Biden and congressional lawmakers have proposed several changes to the tax code, including raising the corporate tax rate to 28 percent from the current 21 percent—the level that the Trump administration brought it down to from 35 percent.
A more modest corporate tax increase to 25 percent would lead to 84,200 job losses, see wages fall by 0.4 percent, and squeeze gross domestic product by 0.4 percent, the report found.
On the campaign trail, Biden also said he would seek a new 15 percent minimum book tax on corporations with more than $100 million in book income, in addition to imposing tax penalties for some types of offshoring activity.
Tax Foundation Senior Policy Analyst Garrett Watson and Vice President of Federal Tax and Economic Policy William McBride argued in the report that the minimum book tax would complicate and distort the tax code while generating little revenue.
McBride and Watson estimated that the minimum tax—in combination with all of Biden’s other tax proposals—would reduce long-run economic output by about 0.21 percent.
“President Biden’s proposed tax hike would reduce American economic output during a time when we need to maximize economic growth to reach our country’s pre-pandemic growth trend and return to full employment,” McBride and Watson said in the report.
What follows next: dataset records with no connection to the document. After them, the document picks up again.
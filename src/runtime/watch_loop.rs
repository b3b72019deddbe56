//! # Watch Loop
//!
//! Runs one kube-rs `Controller` per managed kind until the process receives
//! SIGTERM or SIGINT. The ProjectKey controller also watches the Secrets it
//! owns, so a deleted or edited DSN Secret is put back.

use crate::config::ControllerConfig;
use crate::controller::backoff::{BackoffTracker, ExponentialBackoff};
use crate::controller::kinds::{ProjectKeyKind, ProjectKind, TeamKind};
use crate::controller::reconciler::{KubeStore, ReconcileError, Reconciler, ResourceKind};
use crate::crd::{Project, ProjectKey, Team};
use crate::runtime::context::{reconcile, Context};
use crate::runtime::error_policy::handle_reconciliation_error;
use crate::runtime::initialization::InitializationResult;
use anyhow::Result;
use futures::StreamExt;
use k8s_openapi::api::core::v1::Secret;
use kube::runtime::controller::{self, Action, Controller};
use kube::runtime::reflector::ObjectRef;
use kube::runtime::watcher;
use kube::Api;
use std::sync::atomic::Ordering;
use std::sync::Arc;
use tracing::{debug, info, warn};

/// Run the Team, Project and ProjectKey controllers concurrently
///
/// # Errors
///
/// Currently never fails; the controllers stop on shutdown signals.
pub async fn run_watch_loop(init: InitializationResult) -> Result<()> {
    let InitializationResult {
        client,
        sentry,
        config,
        server_state,
    } = init;

    let store = Arc::new(KubeStore::new(client.clone()));

    let team_ctx = context(
        Reconciler::new(
            TeamKind::new(Arc::clone(&sentry), config.organization.clone()),
            store.clone(),
        ),
        &config,
    );
    let teams = Controller::new(Api::<Team>::all(client.clone()), watcher::Config::default())
        .shutdown_on_signal()
        .run(
            reconcile::<TeamKind>,
            handle_reconciliation_error::<TeamKind>,
            team_ctx,
        )
        .for_each(report::<TeamKind>);

    let project_ctx = context(
        Reconciler::new(
            ProjectKind::new(Arc::clone(&sentry), config.organization.clone()),
            store.clone(),
        ),
        &config,
    );
    let projects =
        Controller::new(Api::<Project>::all(client.clone()), watcher::Config::default())
            .shutdown_on_signal()
            .run(
                reconcile::<ProjectKind>,
                handle_reconciliation_error::<ProjectKind>,
                project_ctx,
            )
            .for_each(report::<ProjectKind>);

    let key_ctx = context(
        Reconciler::new(
            ProjectKeyKind::new(
                Arc::clone(&sentry),
                store.clone(),
                config.organization.clone(),
            ),
            store.clone(),
        ),
        &config,
    );
    let keys = Controller::new(
        Api::<ProjectKey>::all(client.clone()),
        watcher::Config::default(),
    )
    .owns(Api::<Secret>::all(client.clone()), watcher::Config::default())
    .shutdown_on_signal()
    .run(
        reconcile::<ProjectKeyKind>,
        handle_reconciliation_error::<ProjectKeyKind>,
        key_ctx,
    )
    .for_each(report::<ProjectKeyKind>);

    info!("Controllers started for Team, Project and ProjectKey");
    tokio::join!(teams, projects, keys);

    server_state.is_ready.store(false, Ordering::Relaxed);
    info!("Controllers stopped, shutting down");
    Ok(())
}

fn context<K: ResourceKind>(reconciler: Reconciler<K>, config: &ControllerConfig) -> Arc<Context<K>> {
    Arc::new(Context {
        reconciler,
        resync: config.resync_interval(),
        backoff: BackoffTracker::new(ExponentialBackoff::new(
            config.backoff_min(),
            config.backoff_max(),
        )),
    })
}

type ControllerResult<K> = Result<
    (ObjectRef<<K as ResourceKind>::Object>, Action),
    controller::Error<ReconcileError, watcher::Error>,
>;

async fn report<K: ResourceKind>(result: ControllerResult<K>) {
    match result {
        Ok((object, action)) => debug!(kind = K::KIND, object = %object, action = ?action, "Reconcile finished"),
        Err(controller::Error::ReconcilerFailed(err, object)) => {
            // Already logged and backed off by the error policy
            debug!(kind = K::KIND, object = %object, error = %err, "Reconcile failed");
        }
        Err(e) => warn!(kind = K::KIND, error = %e, "Controller error"),
    }
}
//! # Kinds
//!
//! [`ResourceKind`](crate::controller::reconciler::ResourceKind) strategies for
//! the three managed resources.
//!
//! | Kind | Created under | Found by listing |
//! |---|---|---|
//! | Team | organization | organization teams |
//! | Project | team | organization projects |
//! | ProjectKey | project | organization projects, then the project's keys |
//!
//! Projects are looked up at organization level: deleting a team orphans its
//! projects, and a team-scoped listing would no longer see them.

mod project;
mod project_key;
mod team;

pub use project::ProjectKind;
pub use project_key::{KeyState, ProjectKeyKind};
pub use team::TeamKind;
//! # Sentry Operator
//!
//! Entry point of the operator binary. See the library documentation for an
//! overview and the README for configuration.

use anyhow::Result;
use sentry_operator::runtime::{initialize, run_watch_loop};

#[tokio::main]
async fn main() -> Result<()> {
    let init_result = initialize().await?;
    run_watch_loop(init_result).await
}
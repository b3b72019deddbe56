//! # Sentry
//!
//! Client for the subset of the Sentry REST API the operator manages:
//! teams, projects and project client keys (DSNs).

mod api;
mod client;
mod error;
mod pagination;
mod types;

pub use api::{SentryApi, SentryResult};
pub use client::SentryClient;
pub use error::SentryError;
pub use pagination::{pages, Page, PageLink, PageLinks};
pub use types::{Dsn, KeyParams, Project, ProjectKey, ProjectParams, Team, TeamParams, TeamRef};
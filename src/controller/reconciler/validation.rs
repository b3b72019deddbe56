//! # Validation
//!
//! Local checks of a spec before it is sent to Sentry. Sentry would reject
//! these values with a 400; catching them here gives a clearer message and
//! saves the round trip.

use super::error::ReconcileError;
use regex::Regex;

/// Maximum length of Sentry names and slugs
pub const MAX_LENGTH: usize = 50;

/// Validate a Sentry slug (team, project)
///
/// # Errors
///
/// Returns [`ReconcileError::InvalidSpec`] describing the first violated rule.
pub fn validate_slug(field: &str, value: &str) -> Result<(), ReconcileError> {
    let slug_regex = Regex::new(r"^[a-z0-9_-]+$")
        .map_err(|e| ReconcileError::InvalidSpec(format!("failed to compile slug pattern: {e}")))?;

    if value.is_empty() || value.len() > MAX_LENGTH {
        return Err(ReconcileError::InvalidSpec(format!(
            "{field} must be between 1 and {MAX_LENGTH} characters, got '{value}'"
        )));
    }
    if !slug_regex.is_match(value) {
        return Err(ReconcileError::InvalidSpec(format!(
            "{field} '{value}' may only contain lowercase letters, numbers, '-' and '_'"
        )));
    }
    if value.chars().all(|c| c.is_ascii_digit()) {
        return Err(ReconcileError::InvalidSpec(format!(
            "{field} '{value}' cannot be entirely numeric"
        )));
    }
    Ok(())
}

/// Validate a display name
///
/// # Errors
///
/// Returns [`ReconcileError::InvalidSpec`] when the trimmed name is empty or too long.
pub fn validate_name(field: &str, value: &str) -> Result<(), ReconcileError> {
    let length = value.trim().chars().count();
    if length == 0 || length > MAX_LENGTH {
        return Err(ReconcileError::InvalidSpec(format!(
            "{field} must be between 1 and {MAX_LENGTH} characters, got '{value}'"
        )));
    }
    Ok(())
}
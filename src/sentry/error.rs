//! # Sentry Errors
//!
//! Error type returned by every Sentry API call. It carries the HTTP status
//! when the server answered, which is what the reconciler classifies on.

use thiserror::Error;

/// Error returned by the Sentry API client
#[derive(Debug, Error)]
pub enum SentryError {
    /// The API answered with a non-2xx status
    #[error("sentry: {detail}")]
    Api { status: u16, detail: String },
    /// The request never produced a response (connect, TLS, timeout, ...)
    #[error("sentry: request failed: {0}")]
    Transport(#[from] reqwest::Error),
    /// The response body could not be decoded
    #[error("sentry: failed to decode response: {0}")]
    Decode(#[from] serde_json::Error),
    /// The request URL could not be built; nothing was sent
    #[error("sentry: invalid request path {path}: {reason}")]
    InvalidPath { path: String, reason: String },
}

impl SentryError {
    /// Build an API error from a status code and message
    pub fn api(status: u16, detail: impl Into<String>) -> Self {
        Self::Api {
            status,
            detail: detail.into(),
        }
    }

    /// Build an API error from a raw error response body
    ///
    /// Sentry returns `{"detail": "..."}` for most errors and a field-keyed
    /// object for validation errors (e.g. `{"slug": ["..."]}`).
    pub fn from_response(status: u16, body: &[u8]) -> Self {
        let detail = match serde_json::from_slice::<serde_json::Value>(body) {
            Ok(serde_json::Value::Object(map)) => match map.get("detail") {
                Some(serde_json::Value::String(detail)) => detail.clone(),
                _ => serde_json::Value::Object(map).to_string(),
            },
            Ok(other) => other.to_string(),
            Err(_) => {
                let text = String::from_utf8_lossy(body).trim().to_string();
                if text.is_empty() {
                    format!("unexpected status {status}")
                } else {
                    text
                }
            }
        };
        Self::Api { status, detail }
    }

    /// HTTP status of the failed call, when the server answered
    pub fn status(&self) -> Option<u16> {
        match self {
            SentryError::Api { status, .. } => Some(*status),
            SentryError::Transport(e) => e.status().map(|s| s.as_u16()),
            SentryError::Decode(_) | SentryError::InvalidPath { .. } => None,
        }
    }
}
//! # HTTP Server
//!
//! Serves Prometheus metrics and the liveness/readiness probes.

use crate::observability::metrics;
use anyhow::{Context, Result};
use axum::extract::State;
use axum::http::{header, StatusCode};
use axum::response::IntoResponse;
use axum::routing::get;
use axum::Router;
use std::net::SocketAddr;
use std::sync::atomic::{AtomicBool, Ordering};
use std::sync::Arc;
use tower_http::trace::TraceLayer;
use tracing::{error, info};

/// Shared state of the probe server
#[derive(Debug, Clone, Default)]
pub struct ServerState {
    /// Set once the server accepts connections
    pub is_ready: Arc<AtomicBool>,
}

/// Routes of the metrics and probe server
pub fn router(state: Arc<ServerState>) -> Router {
    Router::new()
        .route("/metrics", get(metrics_handler))
        .route("/healthz", get(healthz))
        .route("/readyz", get(readyz))
        .layer(TraceLayer::new_for_http())
        .with_state(state)
}

/// Bind `port` and serve until the process exits
///
/// # Errors
///
/// Returns an error if the port cannot be bound or the server fails.
pub async fn start_server(port: u16, state: Arc<ServerState>) -> Result<()> {
    let addr = SocketAddr::from(([0, 0, 0, 0], port));
    let listener = tokio::net::TcpListener::bind(addr)
        .await
        .with_context(|| format!("Failed to bind metrics server to {addr}"))?;

    info!("Metrics and probe server listening on {}", addr);
    state.is_ready.store(true, Ordering::Relaxed);

    axum::serve(listener, router(state))
        .await
        .context("Metrics server failed")
}

async fn metrics_handler() -> impl IntoResponse {
    match metrics::encode_metrics() {
        Ok(body) => (
            StatusCode::OK,
            [(header::CONTENT_TYPE, "text/plain; version=0.0.4")],
            body,
        )
            .into_response(),
        Err(e) => {
            error!("Failed to encode metrics: {}", e);
            (StatusCode::INTERNAL_SERVER_ERROR, e.to_string()).into_response()
        }
    }
}

async fn healthz() -> &'static str {
    "ok"
}

async fn readyz(State(state): State<Arc<ServerState>>) -> impl IntoResponse {
    if state.is_ready.load(Ordering::Relaxed) {
        (StatusCode::OK, "ready")
    } else {
        (StatusCode::SERVICE_UNAVAILABLE, "not ready")
    }
}
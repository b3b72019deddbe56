use crate::constants::PROJECT_KEY_FINALIZER;
use crate::controller::reconciler::{
    dsn_secret, find_remote, validation, ApiCall, Drift, Failure, Outcome, ReconcileError,
    ResourceKind, SecretStore,
};
use crate::crd::{ProjectKey, ProjectKeyStatus, SyncedResource};
use crate::sentry::{self, KeyParams, SentryApi};
use async_trait::async_trait;
use std::sync::Arc;
use tracing::debug;

/// A live Sentry key and the current slug of the project holding it
///
/// Key listings do not include the project, so the slug resolved during the
/// lookup is kept for the update and delete calls.
#[derive(Debug, Clone, PartialEq, Eq)]
pub struct KeyState {
    pub key: sentry::ProjectKey,
    pub project_slug: String,
}

/// Syncs `ProjectKey` objects to Sentry client keys and their DSN Secret
pub struct ProjectKeyKind {
    api: Arc<dyn SentryApi>,
    secrets: Arc<dyn SecretStore>,
    organization: String,
}

impl std::fmt::Debug for ProjectKeyKind {
    fn fmt(&self, f: &mut std::fmt::Formatter<'_>) -> std::fmt::Result {
        f.debug_struct("ProjectKeyKind")
            .field("organization", &self.organization)
            .finish_non_exhaustive()
    }
}

impl ProjectKeyKind {
    pub fn new(
        api: Arc<dyn SentryApi>,
        secrets: Arc<dyn SecretStore>,
        organization: impl Into<String>,
    ) -> Self {
        Self {
            api,
            secrets,
            organization: organization.into(),
        }
    }

    fn params(obj: &ProjectKey) -> KeyParams {
        KeyParams {
            name: obj.spec.name.clone(),
        }
    }
}

#[async_trait]
impl ResourceKind for ProjectKeyKind {
    type Object = ProjectKey;
    type Remote = sentry::ProjectKey;
    type Existing = KeyState;

    const KIND: &'static str = "ProjectKey";
    const FINALIZER: &'static str = PROJECT_KEY_FINALIZER;

    fn validate(&self, obj: &ProjectKey) -> Result<(), ReconcileError> {
        validation::validate_slug("project", &obj.spec.project)?;
        if let Some(name) = &obj.spec.name {
            validation::validate_name("name", name)?;
        }
        Ok(())
    }

    async fn create(&self, obj: &ProjectKey) -> Result<sentry::ProjectKey, Failure> {
        // 404 here means the project does not exist yet and is retried
        let result = self
            .api
            .create_key(&self.organization, &obj.spec.project, &Self::params(obj))
            .await;
        Outcome::classify(result, ApiCall::Create).into_present("project key")
    }

    async fn existing_state(&self, obj: &ProjectKey) -> Result<Drift<KeyState>, Failure> {
        let (api, org) = (self.api.as_ref(), self.organization.as_str());

        let project_id = obj.status.as_ref().map_or("", |s| s.project_id.as_str());
        let project = find_remote(
            move |cursor: Option<String>| async move {
                api.list_org_projects(org, cursor.as_deref()).await
            },
            |project: &sentry::Project| project.id == project_id,
        )
        .await?;
        let Drift::Found(project) = project else {
            debug!(project_id, "Parent project not found");
            return Ok(Drift::OutOfSync);
        };

        let key_id = obj.remote_id();
        let slug = project.slug.as_str();
        let key = find_remote(
            move |cursor: Option<String>| async move {
                api.list_keys(org, slug, cursor.as_deref()).await
            },
            |key: &sentry::ProjectKey| key.id == key_id,
        )
        .await?;

        Ok(key.map(|key| KeyState {
            key,
            project_slug: project.slug.clone(),
        }))
    }

    fn check_immutable(&self, obj: &ProjectKey, existing: &KeyState) -> Result<(), Failure> {
        if existing.project_slug == obj.spec.project {
            return Ok(());
        }
        Err(Failure::Terminal(ReconcileError::OutOfSync(
            "ProjectKey's project could not be updated".to_string(),
        )))
    }

    async fn update(
        &self,
        obj: &ProjectKey,
        existing: &KeyState,
    ) -> Result<sentry::ProjectKey, Failure> {
        let result = self
            .api
            .update_key(
                &self.organization,
                &existing.project_slug,
                &existing.key.id,
                &Self::params(obj),
            )
            .await;
        Outcome::classify(result, ApiCall::Update)
            .into_present(&format!("project key {}", existing.key.id))
    }

    async fn delete(&self, existing: &KeyState) -> Result<(), Failure> {
        let result = self
            .api
            .delete_key(&self.organization, &existing.project_slug, &existing.key.id)
            .await;
        Outcome::classify(result, ApiCall::Delete).into_result()?;
        Ok(())
    }

    fn remote_id(&self, remote: &sentry::ProjectKey) -> String {
        remote.id.clone()
    }

    fn record_remote(&self, obj: &mut ProjectKey, remote: &sentry::ProjectKey) {
        obj.status
            .get_or_insert_with(ProjectKeyStatus::default)
            .project_id = remote.project_id.to_string();
    }

    async fn after_sync(
        &self,
        obj: &ProjectKey,
        remote: &sentry::ProjectKey,
    ) -> Result<(), Failure> {
        let secret = dsn_secret(obj, remote).map_err(Failure::Terminal)?;
        self.secrets.apply(&secret).await?;
        Ok(())
    }
}
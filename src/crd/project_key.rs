//! # ProjectKey
//!
//! Declarative specification of a Sentry client key (DSN) and its status.

use kube::CustomResource;
use serde::{Deserialize, Serialize};

use super::SyncStatus;

/// ProjectKey Custom Resource Definition
///
/// The public DSN of the key is written to the Secret `sentry-projectkey-<name>`
/// in the same namespace.
///
/// # Example
///
/// ```yaml
/// apiVersion: sentry.microscaler.io/v1alpha1
/// kind: ProjectKey
/// metadata:
///   name: checkout-web
///   namespace: default
/// spec:
///   project: checkout
///   name: web
/// ```
#[derive(CustomResource, Debug, Clone, PartialEq, Eq, Deserialize, Serialize, schemars::JsonSchema)]
#[kube(
    kind = "ProjectKey",
    group = "sentry.microscaler.io",
    version = "v1alpha1",
    namespaced,
    status = "ProjectKeyStatus",
    shortname = "sentrykey",
    printcolumn = r#"{"name":"Status", "type":"string", "jsonPath":".status.condition"}"#,
    printcolumn = r#"{"name":"Age", "type":"date", "jsonPath":".metadata.creationTimestamp"}"#
)]
#[serde(rename_all = "camelCase")]
pub struct ProjectKeySpec {
    /// Slug of the Sentry project the key belongs to
    #[schemars(length(min = 1, max = 50))]
    pub project: String,
    /// Name of the key
    #[serde(default)]
    pub name: Option<String>,
}

/// Status of a ProjectKey
#[derive(Debug, Clone, Default, PartialEq, Eq, Deserialize, Serialize, schemars::JsonSchema)]
#[serde(rename_all = "camelCase")]
pub struct ProjectKeyStatus {
    #[serde(flatten)]
    pub sync: SyncStatus,
    /// ID of the Sentry project the key was created in.
    /// Listing a project's keys does not return the project, so it is captured here.
    #[serde(default)]
    pub project_id: String,
}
Prior to 2017, when then-President Donald Trump enacted the Tax Cuts and Jobs Act (TCJA), the United States was suffering a slowdown in economic growth, including historically low growth in wages and productivity, and new business formation in retreat. Meanwhile, a significant body of research suggested that the pre-2017 corporate tax level of 35 percent was a drag on growth.
“Lowering the corporate tax rate to 21 percent brought the U.S. closer to the OECD average, reduced the incentive for corporations to invert or shift profits, and increased investment incentives that lead to a higher growth rate,” McBride and Watson said in their report.
“Increasing the corporate income tax would undermine the progress policymakers made four years ago,” the pair argued, noting that raising the corporate tax rate to 28 percent would raise the federal-state combined corporate tax rate in the United States to 32.34 percent, the highest such rate out of all 37 member countries of the Organization for Economic Cooperation and Development (OECD).
McBride and Watson argued that a high corporate tax rate relative to other OECD countries would encourage profit shifting abroad and, more generally, out of the U.S. corporate sector.
“As the U.S. bounces back from intertwined public health and economic crises in 2021, avoiding harmful tax increases and pursuing reform opportunities in corporate taxation should be the areas of focus,” McBride and Watson argued.
The call to avoid raising the corporate tax rate was also made by the U.S. Chamber of Commerce, which hailed the TCJA for driving job growth and other benefits.
“It is imperative that we preserve this competitive rate, which was enacted to enable American businesses to compete successfully in the global economy, to attract foreign investment to the United States, to increase capital for investment, and to drive job creation in the United States.”